N-[(1S,2S,3R)-1-[[(6-Azido-6-deoxy-ɑ-D-galactopyranosyl)oxy]methyl]-2,3-dihydroxyheptadecyl]hexacosanamide (1). Compound 4 (1 equiv, 118 mg) was dissolved in anhydrous MeOH/pyridine (1:1, 4 ml), 10 mg of solid sodium metal was added and dissolved in 1 ml of anhydrous methanol, and the resulting reaction mixture was stirred for 4 h at room temperature. Cationic resin was added to neutralize, was filtered, and then concentrated in vacuo. The resulting residue was purified by column chromatography on silica gel EtOAc/pyridine (from 100/1 to 90/1, v/v) to afford 1 (43.3 mg, 54%). HRMS (MALDI-TOF) calcd for C₅₀H₉₈N₄NaO₈ [M + Na]⁺ 905.7385, found 905.7391. ¹H NMR (500 MHz, C₅H₅N) δ 8.57 (d, J = 8.8 Hz, 1H, -NH), 5.55 (d, J = 3.9 Hz, 1H, H-1), 5.31 (s, 1H, H-8), 4.73 (dd, J = 10.8, 5.5 Hz, 1H, H-7^A), 4.61 (dd, J = 10.0, 4.0 Hz, 1H, H-2), 4.42–4.31 (m, 4H, H-3, H-5, H-7^A, H-10), 4.26 (d, J = 3.3 Hz, 1H, H-4), 3.99 (dd, J = 12.7, 8.2 Hz, 1H, H-6^A), 3.62 (dd, J = 12.6, 4.7 Hz, 1H, H-6^B), 2.47 (d, J = 4.0 Hz, 2H, -CH₂-C₂₂H₄₄-CH₃), 1.68–1.63 (m, 2H, -CH₂-C₁₂H₂₄-CH₃), 1.35–1.14 (m, 68H, -CH₂-C₁₂H₂₄-CH₃, -CH₂-C₂₂H₄₄-CH₃), and 0.86 (dt, J = 17.2, 6.9 Hz, 6H, -CH₂-C₁₂H₂₄-CH₃, -CH₂-C₂₂H₄₄-CH₃). ¹³C NMR (126 MHz, C₅H₅N) δ 100.95, 76.29, 72.14, 70.67, 70.43, 69.45, 68.47, 68.11, 51.87, 51.38, 50.65, 36.24, 31.85, 30.38, 29.40, 29.40, 22.32, 18.90, and 13.53.

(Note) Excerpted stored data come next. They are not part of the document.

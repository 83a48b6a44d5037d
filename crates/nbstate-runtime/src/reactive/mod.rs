#![forbid(unsafe_code)]

//! Observable state containers.
//!
//! This module provides the change-tracking primitives the notebook model is
//! built on:
//!
//! - [`StateHandler`]: a shared, mutable-by-replacement value with change
//!   notification via observer callbacks.
//! - [`StateView`]: a read-only value derived from a handler or another view,
//!   either as a field projection or as a mapped projection.
//! - [`Observable`]: the read/observe/derive/dispose surface both share.
//! - [`Subscription`]: RAII guard that removes its observer on drop.
//!
//! # Architecture
//!
//! Handlers and views use `Rc<..>` for single-threaded shared ownership and
//! hold their value as an immutable `Rc<S>` snapshot that is replaced, never
//! edited. Observers receive `(new, old)` snapshots.
//!
//! # Invariants
//!
//! 1. Observers are notified only when the new value differs structurally
//!    from the old one, unless the update asks for [`Notify::Always`].
//! 2. Observers run synchronously in registration order. An observer removed
//!    during a round is not called later in that round.
//! 3. A view's value is computed from the exact parent snapshot that
//!    triggered it. A round whose snapshot was superseded by a nested
//!    update does not feed views.
//! 4. Disposing a handler disposes every view derived from it, transitively.
//!    Disposing a view detaches it from its parent and nothing else.
//! 5. After disposal, mutation, `add_observer` and view creation return
//!    [`StateError::Disposed`](crate::StateError::Disposed).
//!
//! # Failure Modes
//!
//! - **Observer panics**: caught per observer (by default) and logged; the
//!   remaining observers of the round still run.
//! - **Runaway recursion**: an observer that keeps updating the handler it
//!   observes is stopped at [`HandlerConfig::max_notify_depth`](crate::HandlerConfig)
//!   with [`StateError::NotifyDepthExceeded`](crate::StateError::NotifyDepthExceeded).
//! - **Leaks**: observers close over consumer state; anything registered must
//!   eventually be removed or its handler disposed.

pub mod handler;
mod node;
pub mod observer;
pub mod view;

use std::rc::Rc;

pub use handler::{StateHandler, WeakStateHandler};
pub use observer::{Notify, ObserverId, Subscription};
pub use view::{StateView, ViewKind};

use crate::error::Result;

/// Read, observe, derive and dispose.
///
/// Implemented by [`StateHandler`] and [`StateView`].
pub trait Observable<S: 'static> {
    /// Process-unique id, used in log events.
    fn id(&self) -> u64;

    /// Current snapshot.
    fn state(&self) -> Rc<S>;

    /// Run `f` against the current snapshot.
    fn with<R>(&self, f: impl FnOnce(&S) -> R) -> R;

    /// Register `observer`, called with `(new, old)` after every notified change.
    fn add_observer(&self, observer: impl Fn(&S, &S) + 'static) -> Result<ObserverId>;

    /// Returns `false` if `id` was not registered.
    fn remove_observer(&self, id: ObserverId) -> bool;

    /// Like [`add_observer`](Observable::add_observer), removed when the
    /// returned guard drops.
    fn subscribe(&self, observer: impl Fn(&S, &S) + 'static) -> Result<Subscription>;

    /// A view of one field. Emits only when that field changes.
    fn view<T>(&self, field: impl Fn(&S) -> &T + 'static) -> Result<StateView<T>>
    where
        T: Clone + PartialEq + 'static;

    /// A view of `map(field(state))`. Emits when the mapped value changes.
    ///
    /// `map` runs again whenever the projected field changes and should not
    /// depend on anything else.
    fn map_view<K, T>(
        &self,
        field: impl Fn(&S) -> &K + 'static,
        map: impl Fn(&K) -> T + 'static,
    ) -> Result<StateView<T>>
    where
        K: PartialEq + ?Sized + 'static,
        T: PartialEq + 'static;

    /// [`map_view`](Observable::map_view) with a custom equality deciding
    /// when the mapped value has changed.
    fn map_view_with<K, T>(
        &self,
        field: impl Fn(&S) -> &K + 'static,
        map: impl Fn(&K) -> T + 'static,
        equals: impl Fn(&T, &T) -> bool + 'static,
    ) -> Result<StateView<T>>
    where
        K: PartialEq + ?Sized + 'static,
        T: 'static;

    /// Idempotent. Releases all observers and cascades to derived views.
    fn dispose(&self);

    fn is_disposed(&self) -> bool;

    fn observer_count(&self) -> usize;

    /// Number of live views derived directly from this one.
    fn view_count(&self) -> usize;
}

macro_rules! impl_observable {
    ($ty:ident) => {
        impl<S: 'static> Observable<S> for $ty<S> {
            #[inline]
            fn id(&self) -> u64 {
                self.node.id()
            }

            fn state(&self) -> Rc<S> {
                self.node.state()
            }

            fn with<R>(&self, f: impl FnOnce(&S) -> R) -> R {
                self.node.with(f)
            }

            fn add_observer(&self, observer: impl Fn(&S, &S) + 'static) -> Result<ObserverId> {
                self.node.add_observer(Rc::new(observer))
            }

            fn remove_observer(&self, id: ObserverId) -> bool {
                self.node.remove_observer(id)
            }

            fn subscribe(&self, observer: impl Fn(&S, &S) + 'static) -> Result<Subscription> {
                self.node.subscribe(Rc::new(observer))
            }

            fn view<T>(&self, field: impl Fn(&S) -> &T + 'static) -> Result<StateView<T>>
            where
                T: Clone + PartialEq + 'static,
            {
                let node = self.node.field_view(field)?;
                Ok(StateView::from_node(node, ViewKind::Field))
            }

            fn map_view<K, T>(
                &self,
                field: impl Fn(&S) -> &K + 'static,
                map: impl Fn(&K) -> T + 'static,
            ) -> Result<StateView<T>>
            where
                K: PartialEq + ?Sized + 'static,
                T: PartialEq + 'static,
            {
                self.map_view_with(field, map, nbstate_core::equality::deep_equals::<T>)
            }

            fn map_view_with<K, T>(
                &self,
                field: impl Fn(&S) -> &K + 'static,
                map: impl Fn(&K) -> T + 'static,
                equals: impl Fn(&T, &T) -> bool + 'static,
            ) -> Result<StateView<T>>
            where
                K: PartialEq + ?Sized + 'static,
                T: 'static,
            {
                let node = self.node.mapped_view(field, map, equals)?;
                Ok(StateView::from_node(node, ViewKind::Mapped))
            }

            fn dispose(&self) {
                node::Dispose::dispose(self.node.as_ref());
            }

            #[inline]
            fn is_disposed(&self) -> bool {
                self.node.is_disposed()
            }

            fn observer_count(&self) -> usize {
                self.node.observer_count()
            }

            fn view_count(&self) -> usize {
                self.node.view_count()
            }
        }
    };
}

impl_observable!(StateHandler);
impl_observable!(StateView);
#![forbid(unsafe_code)]

//! Handler configuration.
//!
//! Defaults suit interactive use. Environment variables override the
//! defaults when a handler is built with [`HandlerConfig::from_env`]:
//!
//! | variable | field |
//! |---|---|
//! | `NBSTATE_MAX_NOTIFY_DEPTH` | [`HandlerConfig::max_notify_depth`] |
//! | `NBSTATE_ISOLATE_OBSERVER_PANICS` | [`HandlerConfig::isolate_observer_panics`] |

use std::env;

/// Environment variable overriding [`HandlerConfig::max_notify_depth`].
pub const ENV_MAX_NOTIFY_DEPTH: &str = "NBSTATE_MAX_NOTIFY_DEPTH";
/// Environment variable overriding [`HandlerConfig::isolate_observer_panics`].
pub const ENV_ISOLATE_OBSERVER_PANICS: &str = "NBSTATE_ISOLATE_OBSERVER_PANICS";

const DEFAULT_MAX_NOTIFY_DEPTH: usize = 32;

/// Behaviour shared by a handler and every view derived from it.
#[derive(Debug, Clone, PartialEq, Eq)]
pub struct HandlerConfig {
    /// Name attached to log events for this handler.
    pub label: Option<String>,
    /// How many notification rounds may be nested inside each other before
    /// further updates are rejected. Always at least 1.
    pub max_notify_depth: usize,
    /// Catch observer panics and keep notifying the remaining observers.
    pub isolate_observer_panics: bool,
}

impl Default for HandlerConfig {
    fn default() -> Self {
        Self {
            label: None,
            max_notify_depth: DEFAULT_MAX_NOTIFY_DEPTH,
            isolate_observer_panics: true,
        }
    }
}

impl HandlerConfig {
    /// Defaults with environment overrides applied.
    #[must_use]
    pub fn from_env() -> Self {
        Self::from_lookup(|key| env::var(key).ok())
    }

    /// Defaults with overrides read through `lookup`.
    ///
    /// Unparseable values are ignored.
    #[must_use]
    pub fn from_lookup(lookup: impl Fn(&str) -> Option<String>) -> Self {
        let mut config = Self::default();
        if let Some(val) = lookup(ENV_MAX_NOTIFY_DEPTH)
            && let Ok(n) = val.trim().parse::<usize>()
        {
            config = config.with_max_notify_depth(n);
        }
        if let Some(val) = lookup(ENV_ISOLATE_OBSERVER_PANICS) {
            let val = val.trim();
            if val == "1" || val.eq_ignore_ascii_case("true") {
                config.isolate_observer_panics = true;
            } else if val == "0" || val.eq_ignore_ascii_case("false") {
                config.isolate_observer_panics = false;
            }
        }
        config
    }

    #[must_use]
    pub fn with_label(mut self, label: impl Into<String>) -> Self {
        self.label = Some(label.into());
        self
    }

    #[must_use]
    pub fn with_max_notify_depth(mut self, depth: usize) -> Self {
        self.max_notify_depth = depth.max(1);
        self
    }

    #[must_use]
    pub fn with_observer_panic_isolation(mut self, isolate: bool) -> Self {
        self.isolate_observer_panics = isolate;
        self
    }

    pub(crate) fn label_str(&self) -> &str {
        self.label.as_deref().unwrap_or("")
    }
}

N-[(1S,2S,3R)-1-[[(6-Amino-6-deoxy-ɑ-D-galactopyranosyl)oxy]methyl]-2,3-dihydroxyheptadecyl]hexacosanamide (2). Compound 1 (1 equiv, 26 mg) was dissolved in CH₂Cl₂/MeOH (1:1, 2 ml) and was stirred with a tablespoon of Pd/C under H₂ atmosphere at room temperature for 5 h. After the disappearance of starting material monitored by TLC, the reaction mixture was filtered through a 0.22-um nylon microporous membrane. The mixture was concentrated under reduced pressure, and the residue was purified by silica gel column chromatography using a gradient of hexanes/EtOAc (from 50/10 to 10/10, v/v, added 2% TEA) to afford 2 (21.9 mg, 87%). HRMS (ESI⁺) calcd for C₅₀H₁₀₁N₂O₈ (M⁺+H) 857.7480, found 857.7481. ¹H NMR (500 MHz, C₅H₅N) δ 8.56 (d, J = 8.5 Hz, 1H, -NH), 5.27 (d, J = 5.0 Hz, 2H, H-1, H-4), 5.18 (s, 1H, H-8), 4.84 (d, J = 5.4 Hz, 1H, H-5), 4.76 (dd, J = 10.4, 4.2 Hz, 2H, H-6), 4.59 (s, 1H, H-2), 4.43–4.34 (m, 3H, H-3, H-7^A, H-9), 4.25 (d, J = 8.9 Hz, 1H, H-10), 4.19 (d, J = 9.4 Hz, 1H, H-7^B), 2.40 (t, J = 7.4 Hz, 2H, -CH₂-C₂₂H₄₄-CH₃), 1.91 (d, J = 9.7 Hz, 2H, -CH₂-C₁₂H₂₄-CH₃), 1.36–1.14 (m, 68H, -CH₂-C₁₂H₂₄-CH₃, -CH₂-C₂₂H₄₄-CH₃), and 0.87 (d, J = 7.5 Hz, 6H, -CH₂-C₁₂H₂₄-CH₃, -CH₂-C₂₂H₄₄-CH₃). ¹³C NMR (126 MHz, C₅H₅N) δ 98.10, 82.64, 78.25, 75.96, 72.45, 70.78, 69.64, 69.29, 51.89, 36.61, 31.87, 29.76, 29.58, 26.24, 22.55, and 13.95.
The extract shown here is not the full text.